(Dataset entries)
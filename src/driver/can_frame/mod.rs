//! In-memory representation of a classic CAN frame with a standard
//! (11-bit) identifier, as exchanged with the mailbox driver.
use embedded_can::{Id, StandardId};

use crate::driver::MAX_STANDARD_ID;
use crate::error::FrameError;

#[derive(Clone, Copy, Debug, PartialEq, Eq)]
#[cfg_attr(feature = "defmt", derive(defmt::Format))]
/// Standard data frame. Remote and extended frames are not representable.
pub struct CanFrame {
    id: u16,
    dlc: u8,
    data: [u8; 8],
}

impl CanFrame {
    /// Zeroed frame, used for receive buffers and queue slots.
    pub const EMPTY: CanFrame = CanFrame {
        id: 0,
        dlc: 0,
        data: [0; 8],
    };

    /// Build a frame from a raw identifier and up to eight payload bytes.
    pub fn new(id: u16, payload: &[u8]) -> Result<Self, FrameError> {
        if id > MAX_STANDARD_ID {
            return Err(FrameError::InvalidId { id: id as u32 });
        }
        if payload.len() > 8 {
            return Err(FrameError::TooLong { len: payload.len() });
        }
        let mut data = [0u8; 8];
        data[..payload.len()].copy_from_slice(payload);
        Ok(Self {
            id,
            dlc: payload.len() as u8,
            data,
        })
    }

    /// Raw 11-bit identifier.
    #[inline]
    pub const fn std_id(&self) -> u16 {
        self.id
    }

    /// Data length code (0-8).
    #[inline]
    pub const fn len(&self) -> u8 {
        self.dlc
    }

    /// `true` when the frame carries no payload.
    #[inline]
    pub const fn is_empty(&self) -> bool {
        self.dlc == 0
    }

    /// Full eight-byte storage; only the first [`len`](Self::len) bytes are meaningful.
    #[inline]
    pub const fn raw_data(&self) -> &[u8; 8] {
        &self.data
    }

    /// Overwrite this frame with `other` (receive path fills caller buffers in place).
    pub fn copy_from(&mut self, other: &CanFrame) {
        self.id = other.id;
        self.dlc = other.dlc;
        self.data = other.data;
    }
}

impl embedded_can::Frame for CanFrame {
    fn new(id: impl Into<Id>, data: &[u8]) -> Option<Self> {
        match id.into() {
            Id::Standard(id) => CanFrame::new(id.as_raw(), data).ok(),
            Id::Extended(_) => None,
        }
    }

    fn new_remote(_id: impl Into<Id>, _dlc: usize) -> Option<Self> {
        None
    }

    fn is_extended(&self) -> bool {
        false
    }

    fn is_remote_frame(&self) -> bool {
        false
    }

    fn id(&self) -> Id {
        // `id` never exceeds 0x7FF: every constructor validates it.
        Id::Standard(StandardId::new(self.id).unwrap_or(StandardId::ZERO))
    }

    fn dlc(&self) -> usize {
        self.dlc as usize
    }

    fn data(&self) -> &[u8] {
        &self.data[..self.dlc as usize]
    }
}
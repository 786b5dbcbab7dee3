//! Type descriptors: stateless behavior tables shared by every entry of one
//! representation.
//!
//! A descriptor implements four operations against an entry, the owning node,
//! and a caller buffer. Buffers carry the little-endian encoding of the native
//! value and must be exactly as long as the representation's width.
pub mod integer;
pub mod real32;

use crate::error::ObjError;
use crate::object::entry::ObjEntry;
use crate::object::notify::NodeContext;

pub use integer::{
    Integer, CO_TSIGNED16, CO_TSIGNED32, CO_TSIGNED8, CO_TUNSIGNED16, CO_TUNSIGNED32,
    CO_TUNSIGNED8,
};
pub use real32::{Real32, CO_TREAL32};

//==================================================================================OBJ_TYPE
/// Behavior table of one representation.
pub trait ObjType: Sync {
    /// Byte width of the entry when it is backed by storage, else `0`
    /// (entry not currently materialized).
    fn size(&self, obj: &ObjEntry<'_>, node: &NodeContext<'_>, width: u32) -> u32;

    /// Check configuration invariants before first use.
    ///
    /// # Errors
    ///
    /// [`ObjError::TypeInit`] when the representation cannot use the entry's storage mode.
    fn init(&self, obj: &ObjEntry<'_>, node: &NodeContext<'_>) -> Result<(), ObjError>;

    /// Decode the stored bit pattern into `buffer`.
    ///
    /// # Errors
    ///
    /// [`ObjError::BadArg`] when storage is missing or `buffer` has the wrong
    /// length; `buffer` is left untouched.
    fn read(&self, obj: &ObjEntry<'_>, node: &NodeContext<'_>, buffer: &mut [u8])
        -> Result<(), ObjError>;

    /// Encode `buffer` into the entry's storage and report qualifying changes
    /// to the node's TPDO notifier.
    ///
    /// # Errors
    ///
    /// [`ObjError::BadArg`] when storage is missing or `buffer` has the wrong
    /// length; the stored value is left untouched.
    fn write(&self, obj: &mut ObjEntry<'_>, node: &NodeContext<'_>, buffer: &[u8])
        -> Result<(), ObjError>;
}

//==================================================================================BIT_PATTERNS
/// IEEE-754 encoding of `value`, bit for bit (NaN payloads included).
#[inline]
pub fn float_to_bits(value: f32) -> u32 {
    value.to_bits()
}

/// Value whose IEEE-754 encoding is `bits`.
#[inline]
pub fn float_from_bits(bits: u32) -> f32 {
    f32::from_bits(bits)
}

//==================================================================================SCALAR
mod sealed {
    pub trait Sealed {}
}

/// Native values that fit the 32-bit storage cell of an entry.
pub trait Scalar: Copy + sealed::Sealed + Send + Sync + 'static {
    /// Width of the encoded value in bytes.
    const WIDTH: usize;
    /// Raw bit pattern kept in the storage cell.
    fn to_raw(self) -> u32;
    /// Native value of a raw bit pattern.
    fn from_raw(raw: u32) -> Self;
}

macro_rules! impl_scalar_int {
    ($($ty:ty => $unsigned:ty),* $(,)?) => {$(
        impl sealed::Sealed for $ty {}
        impl Scalar for $ty {
            const WIDTH: usize = core::mem::size_of::<$ty>();
            #[inline]
            fn to_raw(self) -> u32 {
                self as $unsigned as u32
            }
            #[inline]
            fn from_raw(raw: u32) -> Self {
                raw as $unsigned as $ty
            }
        }
    )*};
}

impl_scalar_int!(u8 => u8, u16 => u16, u32 => u32, i8 => u8, i16 => u16, i32 => u32);

impl sealed::Sealed for f32 {}
impl Scalar for f32 {
    const WIDTH: usize = 4;
    #[inline]
    fn to_raw(self) -> u32 {
        float_to_bits(self)
    }
    #[inline]
    fn from_raw(raw: u32) -> Self {
        float_from_bits(raw)
    }
}

//==================================================================================SHARED_OPS
// Operations common to every fixed-width descriptor.

pub(crate) fn size_fixed(obj: &ObjEntry<'_>, width: usize) -> u32 {
    if obj.is_materialized() {
        width as u32
    } else {
        0
    }
}

pub(crate) fn read_fixed(obj: &ObjEntry<'_>, buffer: &mut [u8], width: usize) -> Result<(), ObjError> {
    if buffer.len() != width {
        return Err(ObjError::BadArg);
    }
    let raw = obj.raw().ok_or(ObjError::BadArg)?;
    buffer.copy_from_slice(&raw.to_le_bytes()[..width]);
    Ok(())
}

pub(crate) fn write_fixed(
    obj: &mut ObjEntry<'_>,
    node: &NodeContext<'_>,
    buffer: &[u8],
    width: usize,
) -> Result<(), ObjError> {
    if buffer.len() != width {
        return Err(ObjError::BadArg);
    }
    let mut bytes = [0u8; 4];
    bytes[..width].copy_from_slice(buffer);
    let encoded = u32::from_le_bytes(bytes);

    let previous = obj.store_raw(encoded).ok_or(ObjError::BadArg)?;

    let mask = u32::MAX >> (8 * (4 - width));
    let key = obj.key();
    if key.is_async() && key.is_pdo_mappable() && (previous & mask) != encoded {
        #[cfg(feature = "defmt")]
        defmt::trace!("{=u16:#x}:{=u8} changed, triggering TPDO", key.index(), key.sub());
        node.tpdo().trigger(key);
    }
    Ok(())
}
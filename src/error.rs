//! Error definitions shared across library modules.
//! Each type models one failure domain: frame construction, driver
//! operations, hardware reports, and object-dictionary access.
use thiserror_no_std::Error;

//==================================================================================FRAME_ERROR
#[derive(Error, Debug, Clone, Copy, PartialEq, Eq)]
#[cfg_attr(feature = "defmt", derive(defmt::Format))]
/// Errors that can occur while building a standard CAN frame.
pub enum FrameError {
    /// Identifier does not fit into the 11-bit standard range.
    #[error("Invalid standard identifier: {id:#x}")]
    InvalidId { id: u32 },
    /// Classic CAN carries at most eight payload bytes.
    #[error("Payload too long: {len} bytes")]
    TooLong { len: usize },
}

//==================================================================================HAL_ERROR
#[derive(Error, Debug, Clone, Copy, PartialEq, Eq)]
#[cfg_attr(feature = "defmt", derive(defmt::Format))]
/// Failures reported by the hardware peripheral.
pub enum HalError {
    /// The peripheral rejected the request parameters (frame shape, timing values).
    #[error("Peripheral rejected parameters")]
    Param,
    /// Any other peripheral failure (wrong state, timeout, lost arbitration…).
    #[error("Peripheral failure")]
    Failed,
}

//==================================================================================CAN_ERROR
#[derive(Error, Debug, Clone, Copy, PartialEq, Eq)]
#[cfg_attr(feature = "defmt", derive(defmt::Format))]
/// Errors returned by the transport capability set.
pub enum CanError {
    /// No bit-timing profile exists for the requested rate. Not retryable.
    #[error("Unsupported bit rate: {0} bit/s")]
    UnsupportedBitrate(u32),
    /// The peripheral refused the bit-timing configuration.
    #[error("Bit timing rejected by the peripheral")]
    Config,
    /// Every transmit mailbox is occupied and the frame cannot be deferred.
    #[error("Transport busy: no free transmit mailbox")]
    Busy,
    /// The peripheral rejected the frame shape; retrying will not help.
    #[error("Frame rejected by the peripheral")]
    InvalidFrame,
    /// Generic peripheral failure.
    #[error("Transport failure")]
    Transport,
}

impl From<HalError> for CanError {
    fn from(err: HalError) -> Self {
        match err {
            HalError::Param => CanError::InvalidFrame,
            HalError::Failed => CanError::Transport,
        }
    }
}

//==================================================================================OBJ_ERROR
#[derive(Error, Debug, Clone, Copy, PartialEq, Eq)]
#[cfg_attr(feature = "defmt", derive(defmt::Format))]
/// Errors raised by object-dictionary entries and their type descriptors.
pub enum ObjError {
    /// Missing storage or a buffer whose size differs from the type width.
    #[error("Bad argument")]
    BadArg,
    /// The type cannot honor the storage mode requested for the entry.
    #[error("Type initialization failed for {index:#06x}:{sub}")]
    TypeInit { index: u16, sub: u8 },
    /// No entry with the requested index and sub-index.
    #[error("Object {index:#06x}:{sub} not found")]
    NotFound { index: u16, sub: u8 },
    /// Dictionary entries are not strictly ordered by (index, sub-index).
    #[error("Dictionary not sorted at {index:#06x}:{sub}")]
    Unsorted { index: u16, sub: u8 },
}
//! Hardware seam: the CAN controller as a black box exposing start/stop,
//! a fixed number of transmit mailboxes, one completion event source, and
//! one receive event source. Pin and clock setup live behind `init`.
use core::ops::BitOr;

use crate::driver::bit_timing::BitTiming;
use crate::driver::can_frame::CanFrame;
use crate::error::HalError;

//==================================================================================NOTIFICATIONS
#[derive(Clone, Copy, Debug, Default, PartialEq, Eq)]
#[cfg_attr(feature = "defmt", derive(defmt::Format))]
/// Set of interrupt sources the peripheral raises.
pub struct Notifications(u8);

impl Notifications {
    pub const NONE: Self = Self(0);
    /// A frame is waiting in receive FIFO 0.
    pub const RX_FIFO0_PENDING: Self = Self(1 << 0);
    /// A transmit mailbox completed and became free.
    pub const TX_MAILBOX_EMPTY: Self = Self(1 << 1);

    #[inline]
    pub const fn bits(&self) -> u8 {
        self.0
    }

    /// `true` when every source in `other` is also in `self`.
    #[inline]
    pub const fn contains(&self, other: Self) -> bool {
        self.0 & other.0 == other.0
    }
}

impl BitOr for Notifications {
    type Output = Self;

    fn bitor(self, rhs: Self) -> Self {
        Self(self.0 | rhs.0)
    }
}

//==================================================================================FILTER
#[derive(Clone, Copy, Debug, PartialEq, Eq)]
#[cfg_attr(feature = "defmt", derive(defmt::Format))]
/// Identifier/mask acceptance filter for standard identifiers.
pub struct Filter {
    /// Filter bank number.
    pub bank: u8,
    /// Receive FIFO the accepted frames go to.
    pub fifo: u8,
    /// Identifier to compare against.
    pub id: u16,
    /// Bits of `id` that must match (0 = don't care).
    pub mask: u16,
}

impl Filter {
    /// Bank 0 routed to FIFO 0 with an empty mask: accepts the full 11-bit space.
    pub const fn accept_all() -> Self {
        Self {
            bank: 0,
            fifo: 0,
            id: 0,
            mask: 0,
        }
    }

    /// Whether a frame with `id` passes the filter.
    pub const fn accepts(&self, id: u16) -> bool {
        (id & self.mask) == (self.id & self.mask)
    }
}

//==================================================================================CAN_PERIPHERAL
/// Contract of the CAN controller. Every call returns in bounded time.
///
/// Methods take `&self` because the same peripheral is reached from task and
/// interrupt context; implementations map them onto register accesses (or,
/// in tests, onto interior-mutable simulated state).
pub trait CanPeripheral {
    /// Enable clocks, route pins, and set interrupt priorities. Idempotent.
    fn init(&self);
    /// Program controller mode and nominal bit timing.
    fn configure(&self, timing: &BitTiming) -> Result<(), HalError>;
    /// Install an acceptance filter.
    fn configure_filter(&self, filter: &Filter);
    /// Leave initialization mode and join the bus.
    fn start(&self);
    /// Leave the bus.
    fn stop(&self);
    /// Enable the given interrupt sources in addition to the active ones.
    fn enable_notifications(&self, notifications: Notifications);
    /// Currently enabled interrupt sources.
    fn notifications(&self) -> Notifications;
    /// Number of transmit mailboxes currently free.
    fn free_tx_mailboxes(&self) -> usize;
    /// Queue a standard data frame into a free mailbox.
    fn add_tx(&self, frame: &CanFrame) -> Result<(), HalError>;
    /// Pop the oldest frame from receive FIFO 0, if any.
    fn take_rx(&self) -> Option<CanFrame>;
    /// Raise the transmit-complete interrupt in software (NVIC set-pending).
    fn pend_tx_complete(&self);
}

#### What the exercise asks:
A line qualifies when it holds the word "Option"; report all qualifying lines from the records above.

#### Written solution:
    fn new(id: impl Into<Id>, data: &[u8]) -> Option<Self> {
    fn new_remote(_id: impl Into<Id>, _dlc: usize) -> Option<Self> {
    fn take_rx(&self) -> Option<CanFrame>;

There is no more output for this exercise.